Annie (1982)

An Ode to Background Characters

bringing “background character energy” into 2023   

By natalie duerr 


“There’s no such thing as a small role,” my theater director remarked as she handed out scripts for our camp’s production of Annie. At the time, I didn’t believe her. Scribbled at the top of my script was “Oliver Warbucks’s Chauffeur” and after thumbing through it, I realized I was in one scene where I walked on stage with a piece of luggage, dropped it, and then promptly walked off.

While I’d come to accept that I would never be cast as a main character in any sort of production due to a lack of talent for both singing and acting, I still believed there were such things as small roles and I refused to have one in life. When I needed to conjure that feeling of importance, I’d put on my best outfit and find a place to be seen. I’d sit and read in coffee shops or sip on a bubble tea while wandering bustling streets.
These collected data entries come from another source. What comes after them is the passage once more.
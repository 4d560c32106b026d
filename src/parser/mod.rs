//! Парсер модулей языка запросов.
//!
//! Разбирает только заголовок модуля — то, что нужно загрузчику:
//!
//! ```text
//! module {name: "util"};                       # метаданные модуля
//! import "lib/math" as math;                   # модуль
//! import "fixtures/users" as $users;           # данные (JSON)
//! include "helpers" {search: "../vendor"};     # подстановка с подсказкой поиска
//! def twice: . * 2;                            # тело — отдаётся компилятору как есть
//! ```
//!
//! # Пример
//!
//! ```rust
//! use jqmod::parser::parse_module;
//!
//! let module = parse_module(r#"import "a" as a {search: "./lib"}; a::f"#).unwrap();
//! assert_eq!(module.imports.len(), 1);
//! assert_eq!(module.body, "a::f");
//! ```

pub mod error;
pub mod lexer;
pub mod parser;
pub mod token;

pub use error::ParseError;
pub use lexer::Lexer;
pub use parser::{ConstObject, ConstObjectKeyVal, ConstTerm, Parser};
pub use token::{Keyword, Span, Spanned, Token};

use crate::modules::Module;

/// Парсит исходный текст модуля.
///
/// Ошибки не содержат пути к файлу — контекст добавляет загрузчик.
pub fn parse_module(source: &str) -> Result<Module, ParseError> {
    Parser::new(source).parse_module()
}
//! Разобранный модуль и его импорты.

use std::fmt;

use serde::Serialize;
use serde_json::{Map, Value};

use crate::parser::{ConstObject, Span};

/// Разобранный модуль.
#[derive(Debug, Clone, Default, PartialEq, Serialize)]
pub struct Module {
    /// Метаданные из директивы `module {...};`
    pub meta: Option<ConstObject>,
    /// Импорты в порядке объявления
    pub imports: Vec<Import>,
    /// Тело модуля (определения и запрос) — для компилятора
    pub body: String,
}

impl fmt::Display for Module {
    fn fmt(&self, f: &mut fmt::Formatter<'_>) -> fmt::Result {
        if let Some(ref meta) = self.meta {
            writeln!(f, "module {};", meta)?;
        }
        for import in &self.imports {
            writeln!(f, "{}", import)?;
        }
        write!(f, "{}", self.body)
    }
}

/// Вид импорта.
#[derive(Debug, Clone, PartialEq, Eq, Serialize)]
#[serde(tag = "kind", rename_all = "lowercase")]
pub enum ImportKind {
    /// `include "path";` — определения подставляются в текущую область
    Include,
    /// `import "path" as name;`
    Module { alias: String },
    /// `import "path" as $name;` — JSON-данные
    Data { alias: String },
}

/// Импорт внутри модуля.
#[derive(Debug, Clone, PartialEq, Serialize)]
pub struct Import {
    /// Путь импорта как написан в исходнике
    pub path: String,
    /// Вид импорта
    #[serde(flatten)]
    pub kind: ImportKind,
    /// Метаданные `{...}`; загрузчик дописывает сюда `"$$path"`
    pub meta: Option<ConstObject>,
    /// Позиция директивы
    #[serde(skip)]
    pub span: Span,
}

impl Import {
    /// Импорт JSON-данных?
    pub fn is_data(&self) -> bool {
        matches!(self.kind, ImportKind::Data { .. })
    }

    /// Метаданные как JSON-объект — в таком виде их принимает загрузчик.
    pub fn meta_map(&self) -> Option<Map<String, Value>> {
        self.meta.as_ref().map(ConstObject::to_map)
    }
}

impl fmt::Display for Import {
    fn fmt(&self, f: &mut fmt::Formatter<'_>) -> fmt::Result {
        let path = crate::parser::parser::quote(&self.path);
        match &self.kind {
            ImportKind::Include => write!(f, "include {}", path)?,
            ImportKind::Module { alias } => write!(f, "import {} as {}", path, alias)?,
            ImportKind::Data { alias } => write!(f, "import {} as ${}", path, alias)?,
        }
        if let Some(ref meta) = self.meta {
            write!(f, " {}", meta)?;
        }
        write!(f, ";")
    }
}
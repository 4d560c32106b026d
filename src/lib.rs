//! # jqmod
//!
//! Разрешение и загрузка модулей для интерпретатора языка запросов в
//! стиле jq.
//!
//! ## Основные модули
//!
//! - [`modules`] - Загрузчик, резолвер путей, конфигурация
//! - [`parser`] - Разбор заголовка модуля (module/import/include)
//! - [`error`] - Ошибки загрузки с контекстом для диагностики
//!
//! ## Пример
//!
//! ```rust,no_run
//! use jqmod::{ModuleConfig, ModuleLoader};
//!
//! let loader = ModuleLoader::from_config(&ModuleConfig::default());
//! let init = loader.load_init_modules().unwrap();
//! let math = loader.load_module_with_meta("math", None).unwrap();
//! for import in &math.imports {
//!     let loaded = loader.load_import(import).unwrap();
//! }
//! ```

pub mod error;
pub mod modules;
pub mod parser;

// === Re-exports для удобства ===
pub use error::{JsonParseError, LoaderError, LoaderResult, QueryParseError};
pub use modules::{
    Import, ImportKind, ImportMeta, LoadedImport, Module, ModuleConfig, ModuleLoader,
    ModuleResolver,
};
pub use parser::{parse_module, ConstObject, ConstTerm, ParseError};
This behavior was later dubbed “main character energy,” a trend that I first heard about on Twitter in 2021. With a new sense of freedom from the pandemic, social media was an endless trove of romanticized, everyday moments and calls to put yourself at the center of your life. Even though I wasn’t posting any of these moments to social media, it’s clear to me now that I wasn’t doing those things for myself, just like the influencers who filled my feed.

“Main character energy” can be a positive thing, but for me, it meant I was equating my self-worth with how others perceived me. It was during this reflection that I began to pay more attention to the background characters of the films I watched. I found myself looking past the big stars to see what was going on beyond them.

Babylon (2022), dir. Damien Chazelle

Consider the movie Babylon, a story of outrageous excess and decadence that is filled to the brim with background characters. Specifically, I think of the party sequence at the very beginning where, yes, Margot Robbie is electric, but it’s the background characters that make it so visceral and debaucherous. Without the band playing, the whirling dancers, and the decorative umbrellas and masks undulating in the background, Robbie would be dancing in an empty room to music that no one is playing. Even though she is undeniably the star of this film, the background characters pull the scene together.

Likewise, there’s also that random dude in Glass Onion who is just living his best life and serving absolutely no purpose. He just waltzes in and out of scenes, always with a Corona in hand, briefly interacting with the “main characters.” He brings a certain levity to the film, but also a twist to a genre where usually every small detail matters. It isn’t that complicated—the man just found himself on the sidelines of a game he didn’t even know they were playing. His presence isn’t necessary, but it makes you second-guess yourself or maybe even chuckle when he says, “Want to hang out or…” as a character quickly runs into and out of his room.

Glass Onion (2022), dir. Rian Johnson

But perhaps my favorite background characters of recent memory are the cosplaying audience at the crash site of Lydia Tár’s career. They don’t know who this woman is or how she ended up conducting an orchestra playing the Monster Hunter theme in Southeast Asia, but they sure expect a great evening. While the voice-over and videos playing behind the orchestra hint at Tár’s downfall, it isn’t until the camera pans over the audience that her nosedive is cemented. Their immaculate costumes and massive presence help the joke stick its landing.

By giving a little more attention to the people behind the big stars, I have finally come to accept that there are no small roles. To me, being a main character means to exist for others’ entertainment. But background characters on the other hand, just happen to be there. They are free from a predetermined narrative that has a definite beginning and ending. And even though the spotlight isn’t on them, they bring films to life. Now I am looking to bring “background character energy” to my life—not just granting myself freedom from performance, but gaining the opportunity to exist beyond myself.

Instead of taking and curating photos from a fun evening into a social media post, I started treating my iPhone camera as a film camera. I’ll snap a photo or take a picture with friends, but I won’t look at them until at least the next day. I get to revel in capturing a memory, but not be held prisoner by it. I’ve also basically renounced posting on Instagram widely (except to promote COPY), now preferring to share smaller updates on my close friend’s story. I no longer squirm on my couch after making a post on Instagram, hoping that it gets more likes than the last one.

During midday walks, I’ve also begun to turn the Lady Bird score off and let my neighborhood be my background sound. And if I ever unintentionally twin with someone on the street also carrying an American Utopia tote bag again, I want my brain to think “woah, another David Byrne fan,” instead of disgust and shame for not being “unique.” Maybe I’ll even let myself start a conversation with them. Who knows, maybe we could even become friends—I already know we have something in common.

And at yoga, I let myself chant “om” with the rest of the class, even though it has always felt a bit too Midsommar-y for me. I’ve realized no one is listening to me specifically, no one is waiting to judge my probably off-key “om.” Instead, I’ve found it’s a moment of magic, where you can feel both the physicality of your voice and also be enveloped by the presence of others.

By bringing “background character energy” into 2023, I want to grow past the innate desire to be the star of the show. I refuse to miss out on moments of everyday magic for the sake of the individualistic high of feeling special.